Evidemment, Bollnow a été inspiré par la structure de la langue allemande. Contrairement aux traditions plus rationnalistes des langues romanes, en particulier du français, la langue allemande n'a pas perdu beaucoup de ses racines primitives. Ainsi, cette langue a conservé beaucoup de termes relatifs aux conditions d'origine de l'espace, des mots impliquant des significations très différentes de leurs équivalents romans (p. ex. 'Platz', place, en opposition à

Page 5: Otto Friedrich Bollnow

'Ort', 'Stelle', 'Heim' etc.). En conséquence, d'importantes parties des traités de Bollnow sont basées sur l'histoire des mots, du langage et de la pensée tels qu'ils sont exprimés dans la littérature. En ce sens, Bollnow montre clairement que l'étymologie pourrait devenir une source importante de la recherche sur les concepts d'espace humain et sur l'architecture. <3>

Par ailleurs, Bollnow traite de manière étendue les discussions philosophiques de son temps, pour autant qu'elles soient en relation avec son sujet. Dans un contexte plus large, il utilise aussi l'histoire culturelle, principalement européenne, et l'ethnologie. L'histoire structurale de la religion de Mircea Eliade joue un rôle considérable, mais Bollnow reste sceptique quant à son interprétation métaphysique, qui se différencie nettement de l'approche humaniste qui lui est propre.

Le livre est divisé en cinq chapitres principaux qui ont pour titre 'l'articulation élémentaire de l'espace', 'le vaste monde', 'la maison et le sentiment de sécurité', 'aspects de l'espace' et 'la spatialité de la vie humaine'. En essayant de préserver la structure de base du livre de Bollnow, nous voulons donner une brève vue d'ensemble des points les plus importants de sa pensée, pour autant qu'il soit possible de le faire dans un livre de plus de 300 pages.

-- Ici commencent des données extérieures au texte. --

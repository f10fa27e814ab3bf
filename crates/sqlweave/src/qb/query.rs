//! Query state and SQL assembly.
//!
//! A [`QuerySpec`] is the plain data every SELECT builder call writes into. The
//! assembler functions only read it, so the same state can be rendered as a row
//! query and as an aggregate query without rebuilding.

use crate::column::ColumnExpr;
use crate::config::QbConfig;
use crate::error::{WeaveError, WeaveResult};
use crate::ident::Ident;
use crate::qb::param::ParamList;
use crate::qb::traits::BuiltQuery;
use crate::qb::tree::ConditionTree;
use std::fmt;
use std::str::FromStr;

/// MySQL has no OFFSET without LIMIT; this is the documented "all rows" limit.
pub const NO_LIMIT: u64 = u64::MAX;

/// Join kind.
#[derive(Debug, Clone, Copy, PartialEq, Eq)]
pub enum JoinKind {
    Inner,
    Left,
    Right,
}

impl JoinKind {
    pub fn as_sql(self) -> &'static str {
        match self {
            JoinKind::Inner => "INNER JOIN",
            JoinKind::Left => "LEFT JOIN",
            JoinKind::Right => "RIGHT JOIN",
        }
    }
}

impl FromStr for JoinKind {
    type Err = WeaveError;

    fn from_str(s: &str) -> Result<Self, Self::Err> {
        match s.trim().to_ascii_uppercase().as_str() {
            "INNER" => Ok(JoinKind::Inner),
            "LEFT" => Ok(JoinKind::Left),
            "RIGHT" => Ok(JoinKind::Right),
            _ => Err(WeaveError::validation(format!("Invalid join kind: '{s}'"))),
        }
    }
}

/// ` KIND JOIN table ON left = right`
#[derive(Debug, Clone, PartialEq)]
pub struct JoinClause {
    pub kind: JoinKind,
    pub table: Ident,
    pub left: ColumnExpr,
    pub right: ColumnExpr,
}

impl JoinClause {
    /// Resolve a join. An unqualified `left` belongs to the query table, an
    /// unqualified `right` to the joined table.
    pub fn parse(
        kind: JoinKind,
        table: &str,
        left: &str,
        right: &str,
        query_table: Option<&Ident>,
        config: &QbConfig,
    ) -> WeaveResult<Self> {
        let table = Ident::parse(table)?;
        let left = ColumnExpr::parse_column(left, query_table, config)?;
        let right = ColumnExpr::parse_column(right, Some(&table), config)?;
        Ok(Self {
            kind,
            table,
            left,
            right,
        })
    }

    fn write_sql(&self, sql: &mut String) {
        sql.push(' ');
        sql.push_str(self.kind.as_sql());
        sql.push(' ');
        self.table.write_sql(sql);
        sql.push_str(" ON ");
        sql.push_str(&self.left.to_sql());
        sql.push_str(" = ");
        sql.push_str(&self.right.to_sql());
    }
}

/// Sort direction.
#[derive(Debug, Clone, Copy, PartialEq, Eq, Default)]
pub enum Direction {
    #[default]
    Asc,
    Desc,
}

impl Direction {
    pub fn as_sql(self) -> &'static str {
        match self {
            Direction::Asc => "ASC",
            Direction::Desc => "DESC",
        }
    }
}

/// One ORDER BY entry.
#[derive(Debug, Clone, PartialEq)]
pub struct OrderSpec {
    pub column: ColumnExpr,
    pub direction: Direction,
}

impl OrderSpec {
    /// Parse `[-|+]column`: a leading `-` sorts descending, anything else ascending.
    pub fn parse(raw: &str, table: Option<&Ident>, config: &QbConfig) -> WeaveResult<Self> {
        let raw = raw.trim();
        let (direction, column) = match raw.strip_prefix('-') {
            Some(rest) => (Direction::Desc, rest),
            None => (Direction::Asc, raw.strip_prefix('+').unwrap_or(raw)),
        };
        Ok(Self {
            column: ColumnExpr::parse_column(column, table, config)?,
            direction,
        })
    }

    fn to_sql(&self) -> String {
        format!("{} {}", self.column.to_sql(), self.direction.as_sql())
    }
}

/// Aggregate function name.
#[derive(Debug, Clone, Copy, PartialEq, Eq)]
pub enum AggregateFn {
    Avg,
    Count,
    Max,
    Min,
    Sum,
}

impl AggregateFn {
    pub fn as_sql(self) -> &'static str {
        match self {
            AggregateFn::Avg => "AVG",
            AggregateFn::Count => "COUNT",
            AggregateFn::Max => "MAX",
            AggregateFn::Min => "MIN",
            AggregateFn::Sum => "SUM",
        }
    }
}

/// An aggregate, optionally over distinct values.
#[derive(Debug, Clone, Copy, PartialEq, Eq)]
pub struct Aggregate {
    pub func: AggregateFn,
    pub distinct: bool,
}

impl Aggregate {
    pub fn new(func: AggregateFn) -> Self {
        Self {
            func,
            distinct: false,
        }
    }

    pub fn distinct(func: AggregateFn) -> Self {
        Self {
            func,
            distinct: true,
        }
    }

    /// The token this aggregate parses from (`COUNT`, `SUM_DISTINCT`, ...).
    pub fn token(self) -> String {
        if self.distinct {
            format!("{}_DISTINCT", self.func.as_sql())
        } else {
            self.func.as_sql().to_string()
        }
    }
}

impl FromStr for Aggregate {
    type Err = WeaveError;

    fn from_str(s: &str) -> Result<Self, Self::Err> {
        let aggregate = match s.trim().to_ascii_uppercase().as_str() {
            "AVG" => Aggregate::new(AggregateFn::Avg),
            "AVG_DISTINCT" => Aggregate::distinct(AggregateFn::Avg),
            "COUNT" => Aggregate::new(AggregateFn::Count),
            "COUNT_DISTINCT" => Aggregate::distinct(AggregateFn::Count),
            "MAX" => Aggregate::new(AggregateFn::Max),
            "MIN" => Aggregate::new(AggregateFn::Min),
            "SUM" => Aggregate::new(AggregateFn::Sum),
            "SUM_DISTINCT" => Aggregate::distinct(AggregateFn::Sum),
            _ => return Err(WeaveError::InvalidAggregate(s.to_string())),
        };
        Ok(aggregate)
    }
}

impl fmt::Display for Aggregate {
    fn fmt(&self, f: &mut fmt::Formatter<'_>) -> fmt::Result {
        f.write_str(&self.token())
    }
}

/// Everything a SELECT builder has accumulated.
#[derive(Debug, Clone, Default, PartialEq)]
pub struct QuerySpec {
    pub table: Option<Ident>,
    pub distinct: bool,
    pub joins: Vec<JoinClause>,
    pub columns: Vec<ColumnExpr>,
    pub conditions: ConditionTree,
    pub group_by: Vec<ColumnExpr>,
    pub order_by: Vec<OrderSpec>,
    pub limit: Option<u64>,
    pub offset: Option<u64>,
}

fn write_source(spec: &QuerySpec, sql: &mut String, params: &mut ParamList) -> WeaveResult<()> {
    let table = spec.table.as_ref().ok_or(WeaveError::MissingTable)?;
    sql.push_str(" FROM ");
    table.write_sql(sql);
    for join in &spec.joins {
        join.write_sql(sql);
    }
    spec.conditions.render_into(sql, params)?;
    if !spec.group_by.is_empty() {
        sql.push_str(" GROUP BY ");
        sql.push_str(&join_sql(spec.group_by.iter().map(ColumnExpr::to_sql)));
    }
    Ok(())
}

fn write_order_by(spec: &QuerySpec, sql: &mut String) {
    if !spec.order_by.is_empty() {
        sql.push_str(" ORDER BY ");
        sql.push_str(&join_sql(spec.order_by.iter().map(OrderSpec::to_sql)));
    }
}

fn join_sql(parts: impl Iterator<Item = String>) -> String {
    parts.collect::<Vec<_>>().join(", ")
}

/// Render the row query.
pub fn assemble(spec: &QuerySpec) -> WeaveResult<BuiltQuery> {
    let mut sql = String::from("SELECT ");
    let mut params = ParamList::new();

    if spec.distinct {
        sql.push_str("DISTINCT ");
    }
    if spec.columns.is_empty() {
        sql.push('*');
    } else {
        sql.push_str(&join_sql(
            spec.columns.iter().map(ColumnExpr::to_projection_sql),
        ));
    }

    write_source(spec, &mut sql, &mut params)?;
    write_order_by(spec, &mut sql);

    match (spec.limit, spec.offset) {
        (Some(limit), _) => sql.push_str(&format!(" LIMIT {limit}")),
        (None, Some(_)) => sql.push_str(&format!(" LIMIT {NO_LIMIT}")),
        (None, None) => {}
    }
    if let Some(offset) = spec.offset {
        sql.push_str(&format!(" OFFSET {offset}"));
    }

    Ok(BuiltQuery::new(sql, params))
}

/// Render the aggregate form of the same query.
///
/// The projection becomes the single aggregate; FROM, joins, WHERE and GROUP BY
/// are reused; ORDER BY survives only alongside GROUP BY; LIMIT, OFFSET and
/// DISTINCT never apply.
pub fn assemble_aggregate(
    spec: &QuerySpec,
    aggregate: Aggregate,
    column: &ColumnExpr,
) -> WeaveResult<BuiltQuery> {
    let target = match column {
        ColumnExpr::Wildcard(None) => {
            if aggregate.func != AggregateFn::Count || aggregate.distinct {
                return Err(WeaveError::validation(format!(
                    "{aggregate} cannot be applied to '*'"
                )));
            }
            "*".to_string()
        }
        ColumnExpr::Wildcard(Some(_)) | ColumnExpr::Function { .. } => {
            return Err(WeaveError::validation(format!(
                "{aggregate} needs a column, got '{}'",
                column.to_sql()
            )));
        }
        _ => column.to_sql(),
    };

    let mut sql = format!("SELECT {}(", aggregate.func.as_sql());
    if aggregate.distinct {
        sql.push_str("DISTINCT ");
    }
    sql.push_str(&target);
    sql.push(')');

    let mut params = ParamList::new();
    write_source(spec, &mut sql, &mut params)?;
    if !spec.group_by.is_empty() {
        write_order_by(spec, &mut sql);
    }

    Ok(BuiltQuery::new(sql, params))
}

#[cfg(test)]
mod tests {
    use super::*;

    fn config() -> QbConfig {
        QbConfig::default()
    }

    fn base() -> QuerySpec {
        QuerySpec {
            table: Some(Ident::parse("products").unwrap()),
            ..Default::default()
        }
    }

    #[test]
    fn bare_select() {
        let built = assemble(&base()).unwrap();
        assert_eq!(built.sql, "SELECT * FROM products");
        assert!(built.params.is_empty());
    }

    #[test]
    fn missing_table() {
        let err = assemble(&QuerySpec::default()).unwrap_err();
        assert!(matches!(err, WeaveError::MissingTable));
    }

    #[test]
    fn offset_without_limit() {
        let mut spec = base();
        spec.offset = Some(20);
        assert_eq!(
            assemble(&spec).unwrap().sql,
            "SELECT * FROM products LIMIT 18446744073709551615 OFFSET 20"
        );
    }

    #[test]
    fn order_parsing() {
        let table = Ident::parse("products").unwrap();
        let cfg = config();
        let desc = OrderSpec::parse("-price", Some(&table), &cfg).unwrap();
        assert_eq!(desc.to_sql(), "products.price DESC");
        for raw in ["price", "+price", " price"] {
            let asc = OrderSpec::parse(raw, Some(&table), &cfg).unwrap();
            assert_eq!(asc.to_sql(), "products.price ASC");
        }
        let json = OrderSpec::parse("-supplier->rank", Some(&table), &cfg).unwrap();
        assert_eq!(json.to_sql(), "products.supplier->>'$.rank' DESC");
    }

    #[test]
    fn join_qualification() {
        let table = Ident::parse("products").unwrap();
        let join = JoinClause::parse(
            JoinKind::Left,
            "suppliers",
            "supplier_id",
            "id",
            Some(&table),
            &config(),
        )
        .unwrap();
        let mut sql = String::new();
        join.write_sql(&mut sql);
        assert_eq!(
            sql,
            " LEFT JOIN suppliers ON products.supplier_id = suppliers.id"
        );
    }

    #[test]
    fn aggregate_tokens() {
        assert_eq!(
            "COUNT_DISTINCT".parse::<Aggregate>().unwrap(),
            Aggregate::distinct(AggregateFn::Count)
        );
        assert_eq!("sum".parse::<Aggregate>().unwrap().token(), "SUM");
        assert!(matches!(
            "MEDIAN".parse::<Aggregate>(),
            Err(WeaveError::InvalidAggregate(_))
        ));
        assert!("MAX_DISTINCT".parse::<Aggregate>().is_err());
    }

    #[test]
    fn aggregate_drops_row_clauses() {
        let cfg = config();
        let table = Ident::parse("products").unwrap();
        let mut spec = base();
        spec.distinct = true;
        spec.columns = vec![ColumnExpr::parse_projection("name", Some(&table), &cfg).unwrap()];
        spec.order_by = vec![OrderSpec::parse("-price", Some(&table), &cfg).unwrap()];
        spec.limit = Some(10);
        spec.offset = Some(5);

        let color = ColumnExpr::parse_column("color", Some(&table), &cfg).unwrap();
        let built =
            assemble_aggregate(&spec, Aggregate::distinct(AggregateFn::Count), &color).unwrap();
        assert_eq!(
            built.sql,
            "SELECT COUNT(DISTINCT products.color) FROM products"
        );
    }

    #[test]
    fn aggregate_keeps_order_with_group_by() {
        let cfg = config();
        let table = Ident::parse("products").unwrap();
        let mut spec = base();
        spec.group_by = vec![ColumnExpr::parse_column("color", Some(&table), &cfg).unwrap()];
        spec.order_by = vec![OrderSpec::parse("color", Some(&table), &cfg).unwrap()];
        let built = assemble_aggregate(
            &spec,
            Aggregate::new(AggregateFn::Count),
            &ColumnExpr::Wildcard(None),
        )
        .unwrap();
        assert_eq!(
            built.sql,
            "SELECT COUNT(*) FROM products GROUP BY products.color ORDER BY products.color ASC"
        );
    }

    #[test]
    fn aggregate_star_only_for_count() {
        let err = assemble_aggregate(
            &base(),
            Aggregate::new(AggregateFn::Sum),
            &ColumnExpr::Wildcard(None),
        )
        .unwrap_err();
        assert!(err.is_validation());
        assert!(
            assemble_aggregate(
                &base(),
                Aggregate::distinct(AggregateFn::Count),
                &ColumnExpr::Wildcard(None),
            )
            .is_err()
        );
    }
}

L'ARTICULATION ELEMENTAIRE DE L'ESPACE

Dans le premier chapitre, Bollnow utilise différentes sources pour montrer que, à ses origines, l'espace n'était pas un concept illimité mais, au contraire, plus ou moins clairement limité, défini par rapport à l'environnement et étroitement lié à l'histoire de l'habitat.

Histoire

L'espace n'est pas homogène, mais articulé. Cette idée est déjà suggérée par les discussions étonnantes d'Aristote dans le quatrième livre de sa physique, le premier traité sur les problèmes spatiaux dans la tradition de la pensée occidentale. En relation avec les quatre éléments (le feu, l'air, l'eau et la terre), il enseigne l'articulation naturelle de l'espace, chacun de ces éléments montrant une affiliation à une certaine direction, par exemple vers le haut dans le cas du feu et des matières légères, et vers le bas en direction du sol pour des matières pesantes. Bollnow souligne le fait que ce concept diffère essentiellement de notre conception moderne de l'espace. Il y a un autre aspect troublant dans la notion aristotélicienne de l'espace. Ce que nous considérons comme lieu (topos, 'Ort' en allemand) apparaît d'une certaine manière comme projeté hiérarchiquement d'une dimension locale à une dimension cosmique et s'agrandissant dans l'espace par des successions progressives, ce que Bollnow compare à la capacité d'un container. En conclusion, la notion d'espace chez Aristote n'est jamais celle d'un espace mathématique sans fin, mais bien d'un espace limité dans son extension maximale vers le vide, puisque "délimité par la voûte céleste" (:30).

Page 6: Otto Friedrich Bollnow

Etymologie

L'étymologie du mot allemand 'Raum' suggère également que l'espace était originellement compris comme un lieu délimité. Grimm le fait dériver de la forme verbale correspondante en allemand 'räumen' (faire de la place) dans le sens de dégager une partie de l'environnement sauvage, avec l'intention de s'y installer, d'y établir son habitation. Bollnow élabore à partir de là une construction qui démontre que les racines du mot sont en relation étroite avec l'habitat et l'environnement humain organisés. Ainsi, le mot 'Raum', utilisé avec un article défini ou indéfini, est toujours en relation avec des constructions; par exemple comme terme générique pour désigner les pièces d'une maison. Son utilisation n'est pas compatible avec des endroits en plein air (par exemple les lieux de rencontre). Sans article, il est également en relation avec l'environnement humain dans le sens d'un espace où se mouvoir entre des choses ou des objets. C'est seulement à un niveau secondaire que le concept de >Raum< prend des significations étendues ('raume' = mer ouverte; 'Weltraum' = espace cosmique). Des termes utilisés d'une manière semblable sont toujours appliqués aux objets de l'environnement humain. Par exemple 'Ort' (localisation ponctuelle, faisant allusion à l'origine à des objets pointus tels que des lances [utilisées comme bornes de terrains?], des avancées de terre tel qu'un cap etc.), ou 'Stelle' (essentiellement en relation avec quelque construction d'immeuble ou de mobilier), ou 'Fleck' (extension horizontale de terre, place du marché etc.).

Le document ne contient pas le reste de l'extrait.